So i was working on the OTP part while we found this "feature" but provided that we have enough
time to check and surely we will refactor some code to be carried ogen_fsm,'s maybe...
/Angel
-
Hynek Vychodil
Result = if Myfloat < 1.0 -> Myfloat; true -> 1.0 end,
but little bit more efficient.
--
Hynek Vychodil
Chief Scientists
GoodData
náměstí 28. října 1104/17, 602 00, Brno - Černá Pole
Office: +420 530 50 7704
E-mail: hy...@gooddata.com
Web: www.gooddata.com
Pierpaolo Bernardi
> The problem can be stated as:
>
> Result = case Myfloat > 1.0 of
> true -> 1.0;
> false MyFloat
> end
> ...
> ...
> math:acos(Result).
>
> after that we came across some values that fail to pass the test > 1.0 but are seen
> as greater to the math:acos function rendering a bad arithmetic expression error
If true, this indicates a serious bug. You should report such cases.
I am somewhat skeptical that such a gross bug would lie undetected so
far in erlang, so please supply an actual reproducible example.
Cheers,
P.
Pierpaolo Bernardi
<olop...@gmail.com> wrote:
> On Tue, May 15, 2012 at 11:04 AM, Angel J. Alvarez Miguel <cl...@uah.es> wrote:
>
>> The problem can be stated as:
>>
>> Result = case Myfloat > 1.0 of
>> true -> 1.0;
>> false MyFloat
>> end
>> ...
>> ...
>> math:acos(Result).
>>
>> after that we came across some values that fail to pass the test > 1.0 but are seen
>> as greater to the math:acos function rendering a bad arithmetic expression error
>
> If true, this indicates a serious bug. You should report such cases.
Assuming is not MyFloat < -1, that is.
Cheers
Angel J. Alvarez Miguel
> On Tue, May 15, 2012 at 11:04 AM, Angel J. Alvarez Miguel <cl...@uah.es>
wrote:
> > The problem can be stated as:
> >
> > Result = case Myfloat > 1.0 of
> > true -> 1.0;
> > false MyFloat
> > end
> > ...
> > ...
> > math:acos(Result).
> >
> > after that we came across some values that fail to pass the test > 1.0
> > but are seen as greater to the math:acos function rendering a bad
> > arithmetic expression error
>
> If true, this indicates a serious bug. You should report such cases.
>
> I am somewhat skeptical that such a gross bug would lie undetected so
> far in erlang, so please supply an actual reproducible example.
>
> Cheers,
> P.
It starts smelling a bit, like i messed something up...
Richard O'Keefe
On 15/05/2012, at 9:04 PM, Angel J. Alvarez Miguel wrote:
>
> The problem can be stated as:
>
> Result = case Myfloat > 1.0 of
> true -> 1.0;
> false MyFloat
> end
> ...
> ...
> math:acos(Result).
>
> after that we came across some values that fail to pass the test > 1.0 but are seen
> as greater to the math:acos function rendering a bad arithmetic expression error
The obvious question is *what are these values*?

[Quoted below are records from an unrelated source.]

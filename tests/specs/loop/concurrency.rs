//! Concurrency bounds: the loop never exceeds `max_concurrent_tasks` in
//! flight, and the remainder becomes the observable pending queue.

use crate::prelude::*;
use hive_core::test_support::{StubAgent, TaskBuilder};
use hive_core::Agent;
use hive_engine::topics;
use serde_json::json;
use std::sync::Arc;
use std::time::Duration;

#[tokio::test]
async fn tasks_in_flight_never_exceeds_bound() {
    let dir = tempfile::tempdir().unwrap();
    let (orch, bus) = orchestrator(dir.path());
    let mut cycles = topic_channel(&bus, topics::LOOP_CYCLE);

    let agent = Arc::new(
        StubAgent::new("slow", &["a:b"]).with_execute_delay(Duration::from_millis(40)),
    );
    orch.register_agent(agent as Arc<dyn Agent>).await.unwrap();

    for i in 0..6 {
        orch.enqueue_task(&TaskBuilder::new("a:b").id(format!("t{}", i)).build())
            .await
            .unwrap();
    }

    orch.start().await.unwrap();

    // Sample in-flight counts while the first cycle executes
    let mut max_seen = 0;
    for _ in 0..30 {
        max_seen = max_seen.max(orch.state().tasks_in_flight);
        tokio::time::sleep(Duration::from_millis(5)).await;
    }
    assert!(
        max_seen <= 3,
        "tasks_in_flight must respect max_concurrent_tasks, saw {max_seen}"
    );
    assert!(max_seen > 0, "sampling must have observed execution");

    // First cycle reports a capped active set and the rest as pending
    let (_, data) = wait_for(&mut cycles, |_, d| d["action"] == "cycleComplete").await;
    assert_eq!(data["tasksExecuted"], json!(3));

    // Remaining tasks drain over subsequent cycles
    while orch.state().completed_total < 6 {
        wait_for(&mut cycles, |_, d| d["action"] == "cycleComplete").await;
    }
    orch.stop().await.unwrap();
    assert_eq!(orch.state().completed_total, 6);
}

#[tokio::test]
async fn pending_queue_size_is_observable() {
    let dir = tempfile::tempdir().unwrap();
    let (orch, bus) = orchestrator(dir.path());
    let mut cycles = topic_channel(&bus, topics::LOOP_CYCLE);

    let agent = Arc::new(
        StubAgent::new("slow", &["a:b"]).with_execute_delay(Duration::from_millis(50)),
    );
    orch.register_agent(agent as Arc<dyn Agent>).await.unwrap();

    for i in 0..5 {
        orch.enqueue_task(&TaskBuilder::new("a:b").id(format!("t{}", i)).build())
            .await
            .unwrap();
    }

    orch.start().await.unwrap();

    // While the first active set executes, two tasks wait in the queue
    let mut saw_pending = false;
    for _ in 0..30 {
        if orch.state().pending_queue_size == 2 {
            saw_pending = true;
            break;
        }
        tokio::time::sleep(Duration::from_millis(5)).await;
    }
    assert!(saw_pending, "pending_queue_size must surface the remainder");

    wait_for(&mut cycles, |_, d| d["action"] == "cycleComplete").await;
    orch.stop().await.unwrap();
}
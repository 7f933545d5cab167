// SPDX-License-Identifier: BUSL-1.1
// Copyright (c) 2026 Alfred Jean LLC

//! Shared fixtures for engine tests.

use crate::bus::EventBus;
use parking_lot::Mutex;
use serde_json::Value;
use std::sync::Arc;

/// Record every `(topic, data)` pair emitted on a pattern.
pub fn recorder(bus: &EventBus, pattern: &str) -> Arc<Mutex<Vec<(String, Value)>>> {
    let seen = Arc::new(Mutex::new(Vec::new()));
    let sink = Arc::clone(&seen);
    bus.on(pattern, move |topic, data| {
        sink.lock().push((topic.to_string(), data.clone()));
    });
    seen
}

/// Stream `(topic, data)` pairs matching a pattern over a channel, for
/// awaiting specific events in async tests.
pub fn topic_channel(
    bus: &EventBus,
    pattern: &str,
) -> tokio::sync::mpsc::UnboundedReceiver<(String, Value)> {
    let (tx, rx) = tokio::sync::mpsc::unbounded_channel();
    bus.on(pattern, move |topic, data| {
        let _ = tx.send((topic.to_string(), data.clone()));
    });
    rx
}
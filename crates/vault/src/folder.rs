// SPDX-License-Identifier: BUSL-1.1
// Copyright (c) 2026 Alfred Jean LLC

//! The closed set of vault folders.

use hive_core::TaskStatus;
use serde::{Deserialize, Serialize};
use std::fmt;

/// A vault folder. The on-disk directory name is the `Display` form.
#[derive(Debug, Clone, Copy, PartialEq, Eq, Hash, Serialize, Deserialize)]
pub enum Folder {
    #[serde(rename = "Plans")]
    Plans,
    #[serde(rename = "Needs_Action")]
    NeedsAction,
    #[serde(rename = "Done")]
    Done,
    #[serde(rename = "Pending_Approval")]
    PendingApproval,
    #[serde(rename = "Approved")]
    Approved,
    #[serde(rename = "Rejected")]
    Rejected,
    #[serde(rename = "Logs")]
    Logs,
}

impl Folder {
    /// All folders, in initialization order.
    pub const ALL: [Folder; 7] = [
        Folder::Plans,
        Folder::NeedsAction,
        Folder::Done,
        Folder::PendingApproval,
        Folder::Approved,
        Folder::Rejected,
        Folder::Logs,
    ];

    /// On-disk directory name.
    pub fn dir_name(&self) -> &'static str {
        match self {
            Folder::Plans => "Plans",
            Folder::NeedsAction => "Needs_Action",
            Folder::Done => "Done",
            Folder::PendingApproval => "Pending_Approval",
            Folder::Approved => "Approved",
            Folder::Rejected => "Rejected",
            Folder::Logs => "Logs",
        }
    }

    /// The folder that mirrors a task status, if the status is folder-backed.
    ///
    /// Active statuses (queued/dispatched/executing) all live in
    /// `Needs_Action`; `Created` has no folder until the task is queued.
    pub fn for_status(status: TaskStatus) -> Option<Folder> {
        match status {
            TaskStatus::Created => None,
            TaskStatus::Queued | TaskStatus::Dispatched | TaskStatus::Executing => {
                Some(Folder::NeedsAction)
            }
            TaskStatus::AwaitingApproval => Some(Folder::PendingApproval),
            TaskStatus::Approved => Some(Folder::Approved),
            TaskStatus::Rejected => Some(Folder::Rejected),
            TaskStatus::Completed => Some(Folder::Done),
            TaskStatus::Failed => Some(Folder::NeedsAction),
        }
    }
}

impl fmt::Display for Folder {
    fn fmt(&self, f: &mut fmt::Formatter<'_>) -> fmt::Result {
        f.write_str(self.dir_name())
    }
}

#[cfg(test)]
#[path = "folder_tests.rs"]
mod tests;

I've just written a test loop searching for such
values and so far haven't found any.
Is there any difference between emulated and native code?
Why aren't you worried about Myfloat < -1.0?
By the way, this seems a rather strange way to write
Result = if Myfloat > 1.0 -> 1.0 ; true -> Myfloat end
Do you know what trig library your copy of Erlang was linked
with? Here's the relevant code from fdlibm:
hx = __HI(x);
ix = hx & 0x7fffffff;
if (ix >= 0x3ff00000) { /* |x| >= 1 */
if (((ix - 0x3ff00000) | __LO(x)) == 0) { /* |x|==1 */
if (hx > 0)
return 0.0; /* acos(1) = 0 */
else
return pi + 2.0 * pio2_lo; /* acos(-1)= pi */
}
return (x - x) / (x - x); /* acos(|x|>1) is NaN */
}
There's no way _that_ could claim an IEEE double was greater
than 1.0 if it wasn't.
Angel J. Alvarez Miguel
While presenting this "case" these days we also have changed some other code so
(right now) we are.. ah... unable to reproduce such scenario properly, im rechecking
the whole thing (i said we dont have any versioning system?)
Also, asking my workmate about this, results also in some vague memories about acos
failing on a number around 1.0-e8 still we can detail exactly what the number was.. d'oh
So we stated to log all runs after this fiasco in order to honor with real data our (future) claims...
a few quick checks confirm that you all are right while by all means i must be wrong...
so I must state that there isnt erlang fault nor ieee floats...
...in the end is probably my fault, we messed up something, i agree it is rather dificult to find
such values passing the test but failing the acos fun.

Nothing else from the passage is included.